The cybersecurity industry has been talking about the intersection of big data and cybersecurity analytics for years, but is this actually a reality or nothing more than marketing hype? The recently published ESG research report titled, Threat Intelligence and Its Role Within Enterprise Cybersecurity Practices, only reinforces my belief that big data security is tangible today, and enterprises will only double down in the future (note: I am an ESG employee).
As part of the threat intelligence research project, ESG surveyed 304 cybersecurity professionals working at enterprise organizations (i.e. more than 1,000 employees), and asked them which types of internal security data they regularly collect, process, and analyze today. It turns out that around 40% of enterprises collect and analyze 13 different types of cybersecurity data. At the top of the list:
- 52% of enterprise organizations collect, process, and analyze endpoint forensic data. It came as a surprise to me that endpoint forensic data analysis came out on top, but it does makes sense given all of the social engineering attacks of late. Endpoint forensic analysis can help pinpoint specific anomalous system activity, so it is a great complement to network sandboxes and commercial threat intelligence feeds. Some organizations do endpoint forensics on an ad-hoc basis using open source tools, but many are adopting commercial tool from vendors like Bit9 + Carbon Black, Guidance Software, or RSA (ECAT).
- 48% of enterprise organizations monitor sensitive data access and usage. This type of monitoring has become a best practice as a countermeasure to APTs and data exfiltration. It also aligns with the recent market renaissance of data security initiatives using DLP/eDRM tools from companies like Digital Guardian, Informatica, Ionic Security, Symantec, and Varonis.
- 46% of enterprise organizations collect, process, and analyze endpoint/server profiling data. While endpoint forensics details machine activities (i.e. file downloads, registry changes, in-memory processes), endpoint and server profiling monitors the state of each device – configuration settings, hardware configurations, installed software patches, etc. Endpoint/server profiling acts as a real-time asset management repository for risk management, allowing the SOC team to react to changing threats and vulnerabilities with tools from vendors like ForeScout, Great Bay Software, Promisec, Pulse Secure, and Tanium.

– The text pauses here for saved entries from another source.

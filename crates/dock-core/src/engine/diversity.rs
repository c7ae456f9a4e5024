use crate::core::models::pose::Pose;
use crate::core::utils::geometry::quaternion_angle_deg;
use tracing::debug;

/// Returns `true` if two poses are within both the angular and the translational
/// threshold of each other. Poses that share only an orientation, or only a
/// site, are not duplicates.
#[inline]
pub fn is_duplicate(a: &Pose, b: &Pose, angle_threshold_deg: f64, trans_threshold: f64) -> bool {
    quaternion_angle_deg(a.rotation(), b.rotation()) <= angle_threshold_deg
        && (a.translation() - b.translation()).norm() <= trans_threshold
}

/// Greedy redundancy removal over a score-ranked candidate list.
///
/// `sorted` must already be in descending score order. Candidates are accepted
/// in that order unless they duplicate an already accepted pose; the scan stops
/// once `limit` poses are accepted or the input is exhausted. The output is an
/// ordered subsequence of the input.
pub fn diversify(
    sorted: &[Pose],
    angle_threshold_deg: f64,
    trans_threshold: f64,
    limit: usize,
) -> Vec<Pose> {
    let mut accepted: Vec<Pose> = Vec::with_capacity(limit.min(sorted.len()));
    if limit == 0 {
        return accepted;
    }

    for candidate in sorted {
        let duplicate = accepted
            .iter()
            .any(|kept| is_duplicate(candidate, kept, angle_threshold_deg, trans_threshold));
        if duplicate {
            continue;
        }
        accepted.push(*candidate);
        if accepted.len() >= limit {
            break;
        }
    }

    debug!(
        candidates = sorted.len(),
        accepted = accepted.len(),
        "Diversity filter finished."
    );
    accepted
}

#[cfg(test)]
mod tests {
    use super::*;
    use crate::core::models::pose::RigidTransform;
    use crate::core::scoring::PoseScore;
    use crate::engine::sampling::{Lcg32, sample_transform};
    use itertools::Itertools;
    use nalgebra::{Quaternion, Vector3};

    fn pose(q: Quaternion<f64>, t: Vector3<f64>, score: f64) -> Pose {
        Pose::new(
            RigidTransform::new(q, t),
            PoseScore {
                score,
                contact_count: 0,
                clash_penalty: 0.0,
            },
        )
    }

    fn about_z(degrees: f64) -> Quaternion<f64> {
        let half = degrees.to_radians() / 2.0;
        Quaternion::new(half.cos(), 0.0, 0.0, half.sin())
    }

    #[test]
    fn near_identical_poses_are_collapsed() {
        let poses = vec![
            pose(about_z(0.0), Vector3::zeros(), 10.0),
            pose(about_z(5.0), Vector3::new(1.0, 0.0, 0.0), 9.0),
            pose(about_z(90.0), Vector3::zeros(), 8.0),
        ];
        let kept = diversify(&poses, 12.0, 2.0, 10);

        assert_eq!(kept.len(), 2);
        assert_eq!(kept[0].score, 10.0);
        assert_eq!(kept[1].score, 8.0);
    }

    #[test]
    fn same_orientation_at_different_site_is_kept() {
        let poses = vec![
            pose(about_z(0.0), Vector3::zeros(), 10.0),
            pose(about_z(0.0), Vector3::new(5.0, 0.0, 0.0), 9.0),
        ];
        assert_eq!(diversify(&poses, 12.0, 2.0, 10).len(), 2);
    }

    #[test]
    fn negated_quaternion_is_the_same_orientation() {
        let q = about_z(40.0);
        let poses = vec![
            pose(q, Vector3::zeros(), 10.0),
            pose(-q, Vector3::new(0.5, 0.0, 0.0), 9.0),
        ];
        assert_eq!(diversify(&poses, 12.0, 2.0, 10).len(), 1);
    }

    #[test]
    fn thresholds_are_inclusive() {
        let poses = vec![
            pose(about_z(0.0), Vector3::zeros(), 10.0),
            pose(about_z(0.0), Vector3::new(2.0, 0.0, 0.0), 9.0),
        ];
        assert_eq!(diversify(&poses, 12.0, 2.0, 10).len(), 1);
    }

    #[test]
    fn stops_at_limit() {
        let poses: Vec<Pose> = (0..10)
            .map(|i| pose(about_z(0.0), Vector3::new(i as f64 * 10.0, 0.0, 0.0), -(i as f64)))
            .collect();
        let kept = diversify(&poses, 12.0, 2.0, 3);

        assert_eq!(kept.len(), 3);
        assert_eq!(kept, poses[..3].to_vec());
    }

    #[test]
    fn zero_limit_or_empty_input_yields_nothing() {
        let poses = vec![pose(about_z(0.0), Vector3::zeros(), 1.0)];
        assert!(diversify(&poses, 12.0, 2.0, 0).is_empty());
        assert!(diversify(&[], 12.0, 2.0, 5).is_empty());
    }

    #[test]
    fn accepted_poses_are_pairwise_distinct() {
        let mut rng = Lcg32::new(21);
        let poses: Vec<Pose> = (0..300)
            .map(|i| {
                let t = sample_transform(&mut rng, 3.0);
                pose(t.rotation, t.translation, -(i as f64))
            })
            .collect();
        let kept = diversify(&poses, 60.0, 3.0, 50);

        assert!(!kept.is_empty());
        for (a, b) in kept.iter().tuple_combinations() {
            assert!(!is_duplicate(a, b, 60.0, 3.0));
        }
    }
}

- 41% of enterprise organizations collect, process, and analyze network packet capture data. Network forensic data is a perfect match to endpoint forensic data analysis. If you collect and analyze what’s happening on the network and endpoints, you certainly have the right information for connecting the cybersecurity dots – somewhere in the haystack anyway. PCAP is the domain of companies like Arbor Networks, Blue Coat (Solera), Lancope, and LogRhythm.
It’s also worth noting that 35% of enterprises plan to collect “significantly more” internal cybersecurity data over the next 12 to 24 months, so big data security analytics initiatives will continue to grow in data capacity and complexity. I expect more big data technologies and data scientists to elbow their way into this market as this happens. Heck, we’ve already seen examples of this with Splunk buying Caspida, while vendors like Cloudera, Hortonworks, and Sqrrl add cybersecurity algorithms to their platforms.
All of this data collection, processing, and analysis seems like a good thing, for as Sun Tzu stated, “If you know the enemy and know yourself, you need not fear the results of a hundred battles.” Following this advice assumes that we can turn cybersecurity data into actual knowledge, actions, and countermeasures. This is the real challenge facing the enterprise cybersecurity community.